• **Task directions**: Please return all lines from the records below that include the string "warn".

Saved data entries
--------------------------------

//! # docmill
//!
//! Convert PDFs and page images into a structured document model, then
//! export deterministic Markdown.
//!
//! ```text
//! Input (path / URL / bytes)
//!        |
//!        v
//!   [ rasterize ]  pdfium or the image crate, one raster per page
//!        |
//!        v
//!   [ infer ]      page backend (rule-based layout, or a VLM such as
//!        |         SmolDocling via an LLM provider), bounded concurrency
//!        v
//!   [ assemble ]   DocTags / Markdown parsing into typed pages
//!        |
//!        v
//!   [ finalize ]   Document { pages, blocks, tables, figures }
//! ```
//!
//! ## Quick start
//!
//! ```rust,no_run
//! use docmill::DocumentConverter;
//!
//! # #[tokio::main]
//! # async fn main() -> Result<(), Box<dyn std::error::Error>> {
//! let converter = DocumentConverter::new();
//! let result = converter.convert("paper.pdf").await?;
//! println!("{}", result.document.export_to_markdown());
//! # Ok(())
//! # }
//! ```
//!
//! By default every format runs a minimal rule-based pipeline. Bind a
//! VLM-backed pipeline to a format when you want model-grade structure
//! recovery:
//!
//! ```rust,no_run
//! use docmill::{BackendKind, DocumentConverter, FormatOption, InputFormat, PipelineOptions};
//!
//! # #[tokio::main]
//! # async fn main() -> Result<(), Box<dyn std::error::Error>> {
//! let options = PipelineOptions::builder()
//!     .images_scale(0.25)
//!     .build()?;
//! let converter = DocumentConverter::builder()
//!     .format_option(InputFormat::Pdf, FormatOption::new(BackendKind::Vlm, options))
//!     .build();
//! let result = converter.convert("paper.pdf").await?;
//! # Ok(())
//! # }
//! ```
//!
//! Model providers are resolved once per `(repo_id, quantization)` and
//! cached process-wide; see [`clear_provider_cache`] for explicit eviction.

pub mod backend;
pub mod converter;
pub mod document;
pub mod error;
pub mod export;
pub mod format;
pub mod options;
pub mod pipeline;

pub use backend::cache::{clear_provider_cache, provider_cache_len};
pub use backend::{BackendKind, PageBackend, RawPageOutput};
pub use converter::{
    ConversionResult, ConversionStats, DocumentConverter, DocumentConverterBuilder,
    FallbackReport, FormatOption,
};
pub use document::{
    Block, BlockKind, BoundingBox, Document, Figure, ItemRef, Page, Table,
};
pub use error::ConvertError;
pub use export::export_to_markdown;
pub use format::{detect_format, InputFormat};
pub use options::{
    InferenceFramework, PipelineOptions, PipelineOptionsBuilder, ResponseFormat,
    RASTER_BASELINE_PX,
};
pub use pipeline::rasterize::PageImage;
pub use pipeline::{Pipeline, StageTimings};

--------------------------------

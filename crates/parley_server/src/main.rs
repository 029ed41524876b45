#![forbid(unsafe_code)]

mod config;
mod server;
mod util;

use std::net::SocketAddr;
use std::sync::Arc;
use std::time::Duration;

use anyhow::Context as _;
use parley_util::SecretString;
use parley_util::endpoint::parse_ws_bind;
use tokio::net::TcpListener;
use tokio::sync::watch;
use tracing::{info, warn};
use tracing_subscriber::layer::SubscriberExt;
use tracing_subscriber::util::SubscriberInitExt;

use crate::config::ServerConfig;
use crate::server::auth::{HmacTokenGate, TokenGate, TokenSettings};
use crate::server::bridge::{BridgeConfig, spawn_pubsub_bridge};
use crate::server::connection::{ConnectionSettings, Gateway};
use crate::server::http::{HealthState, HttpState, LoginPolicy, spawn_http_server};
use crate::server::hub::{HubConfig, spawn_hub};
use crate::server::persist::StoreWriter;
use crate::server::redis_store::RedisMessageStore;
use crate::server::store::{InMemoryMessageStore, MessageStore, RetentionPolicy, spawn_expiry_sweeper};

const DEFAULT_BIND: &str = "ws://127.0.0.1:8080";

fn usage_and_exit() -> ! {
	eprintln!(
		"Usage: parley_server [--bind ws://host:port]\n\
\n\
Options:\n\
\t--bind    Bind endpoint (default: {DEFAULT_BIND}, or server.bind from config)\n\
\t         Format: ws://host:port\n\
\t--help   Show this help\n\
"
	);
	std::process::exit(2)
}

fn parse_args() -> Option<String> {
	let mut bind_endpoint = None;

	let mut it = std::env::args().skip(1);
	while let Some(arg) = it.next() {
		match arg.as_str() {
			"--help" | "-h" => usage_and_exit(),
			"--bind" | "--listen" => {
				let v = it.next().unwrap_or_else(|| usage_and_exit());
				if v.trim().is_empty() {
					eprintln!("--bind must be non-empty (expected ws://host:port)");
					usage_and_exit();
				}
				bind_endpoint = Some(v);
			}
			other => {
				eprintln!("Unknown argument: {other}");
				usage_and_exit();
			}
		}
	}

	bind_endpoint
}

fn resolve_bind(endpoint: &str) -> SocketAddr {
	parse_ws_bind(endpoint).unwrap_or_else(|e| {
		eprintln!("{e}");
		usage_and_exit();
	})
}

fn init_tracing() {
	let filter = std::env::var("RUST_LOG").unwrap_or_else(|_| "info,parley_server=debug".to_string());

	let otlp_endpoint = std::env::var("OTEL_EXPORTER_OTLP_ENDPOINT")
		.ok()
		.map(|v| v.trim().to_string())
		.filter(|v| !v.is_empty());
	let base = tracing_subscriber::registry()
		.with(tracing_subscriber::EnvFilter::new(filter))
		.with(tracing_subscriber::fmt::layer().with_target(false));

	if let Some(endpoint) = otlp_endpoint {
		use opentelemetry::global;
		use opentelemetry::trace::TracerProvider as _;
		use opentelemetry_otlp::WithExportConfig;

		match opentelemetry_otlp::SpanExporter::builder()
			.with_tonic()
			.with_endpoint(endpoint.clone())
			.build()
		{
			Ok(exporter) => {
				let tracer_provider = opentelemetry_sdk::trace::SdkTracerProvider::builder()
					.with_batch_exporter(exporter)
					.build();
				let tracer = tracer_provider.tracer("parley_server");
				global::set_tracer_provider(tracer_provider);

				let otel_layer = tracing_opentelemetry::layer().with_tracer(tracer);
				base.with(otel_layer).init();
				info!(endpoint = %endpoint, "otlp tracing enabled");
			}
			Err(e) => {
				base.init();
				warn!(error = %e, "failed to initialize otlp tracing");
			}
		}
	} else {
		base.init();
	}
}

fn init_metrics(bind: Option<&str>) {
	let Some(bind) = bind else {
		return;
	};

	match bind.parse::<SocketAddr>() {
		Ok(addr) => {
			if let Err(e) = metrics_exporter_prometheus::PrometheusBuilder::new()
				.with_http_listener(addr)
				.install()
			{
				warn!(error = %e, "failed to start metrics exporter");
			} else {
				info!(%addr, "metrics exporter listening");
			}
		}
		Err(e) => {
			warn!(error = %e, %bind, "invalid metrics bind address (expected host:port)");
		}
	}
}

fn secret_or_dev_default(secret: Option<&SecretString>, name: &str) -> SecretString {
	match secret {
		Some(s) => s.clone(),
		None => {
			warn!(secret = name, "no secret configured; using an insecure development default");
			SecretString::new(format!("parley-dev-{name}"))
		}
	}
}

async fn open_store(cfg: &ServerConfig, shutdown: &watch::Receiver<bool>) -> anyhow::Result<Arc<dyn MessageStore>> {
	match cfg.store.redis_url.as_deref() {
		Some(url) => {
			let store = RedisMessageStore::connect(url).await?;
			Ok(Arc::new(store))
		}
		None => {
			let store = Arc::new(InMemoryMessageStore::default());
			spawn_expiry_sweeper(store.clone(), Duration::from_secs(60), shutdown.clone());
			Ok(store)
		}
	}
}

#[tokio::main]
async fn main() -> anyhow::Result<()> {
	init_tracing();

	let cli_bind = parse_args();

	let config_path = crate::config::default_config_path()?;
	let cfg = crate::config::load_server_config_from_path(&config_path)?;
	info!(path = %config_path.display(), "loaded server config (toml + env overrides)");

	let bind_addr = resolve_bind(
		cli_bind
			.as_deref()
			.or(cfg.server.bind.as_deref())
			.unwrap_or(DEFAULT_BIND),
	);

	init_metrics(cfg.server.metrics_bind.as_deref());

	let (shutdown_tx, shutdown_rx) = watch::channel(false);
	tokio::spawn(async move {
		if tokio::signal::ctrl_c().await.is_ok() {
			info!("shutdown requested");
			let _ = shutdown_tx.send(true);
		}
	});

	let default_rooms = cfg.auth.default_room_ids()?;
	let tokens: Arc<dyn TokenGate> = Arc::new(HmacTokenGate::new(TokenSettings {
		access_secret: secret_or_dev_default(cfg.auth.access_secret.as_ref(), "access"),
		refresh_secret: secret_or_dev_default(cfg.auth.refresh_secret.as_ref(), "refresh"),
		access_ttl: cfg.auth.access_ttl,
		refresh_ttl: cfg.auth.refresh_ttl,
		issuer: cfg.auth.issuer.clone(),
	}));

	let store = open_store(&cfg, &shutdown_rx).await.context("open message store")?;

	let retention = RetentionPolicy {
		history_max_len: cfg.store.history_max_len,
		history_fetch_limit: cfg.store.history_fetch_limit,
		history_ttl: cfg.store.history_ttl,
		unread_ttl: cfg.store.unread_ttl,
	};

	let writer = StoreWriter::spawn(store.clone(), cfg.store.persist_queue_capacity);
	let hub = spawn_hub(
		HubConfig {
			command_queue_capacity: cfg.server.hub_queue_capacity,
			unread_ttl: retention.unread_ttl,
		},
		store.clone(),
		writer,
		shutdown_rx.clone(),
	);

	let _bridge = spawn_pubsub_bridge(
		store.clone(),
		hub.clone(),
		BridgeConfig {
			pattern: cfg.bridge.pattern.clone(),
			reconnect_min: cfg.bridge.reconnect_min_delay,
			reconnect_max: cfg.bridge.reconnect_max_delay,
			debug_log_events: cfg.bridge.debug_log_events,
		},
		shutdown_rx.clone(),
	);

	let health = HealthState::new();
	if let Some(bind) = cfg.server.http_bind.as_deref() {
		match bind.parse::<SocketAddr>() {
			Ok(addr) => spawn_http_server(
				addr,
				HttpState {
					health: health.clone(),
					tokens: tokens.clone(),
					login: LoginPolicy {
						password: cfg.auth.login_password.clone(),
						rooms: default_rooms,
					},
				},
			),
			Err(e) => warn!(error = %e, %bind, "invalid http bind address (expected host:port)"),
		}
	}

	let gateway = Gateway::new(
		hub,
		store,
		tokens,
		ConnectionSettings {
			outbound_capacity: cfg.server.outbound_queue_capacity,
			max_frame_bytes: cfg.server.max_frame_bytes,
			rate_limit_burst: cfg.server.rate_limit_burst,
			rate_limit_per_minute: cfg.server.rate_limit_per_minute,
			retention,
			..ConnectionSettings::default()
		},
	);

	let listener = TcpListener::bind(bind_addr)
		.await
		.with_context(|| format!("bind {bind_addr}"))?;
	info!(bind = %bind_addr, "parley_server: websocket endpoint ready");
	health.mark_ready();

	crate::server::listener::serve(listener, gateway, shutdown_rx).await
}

--------------------------------

• **Answer below**:
use tracing::{info, warn};
				warn!(error = %e, "failed to initialize otlp tracing");
				warn!(error = %e, "failed to start metrics exporter");
			warn!(error = %e, %bind, "invalid metrics bind address (expected host:port)");
			warn!(secret = name, "no secret configured; using an insecure development default");
			Err(e) => warn!(error = %e, %bind, "invalid http bind address (expected host:port)"),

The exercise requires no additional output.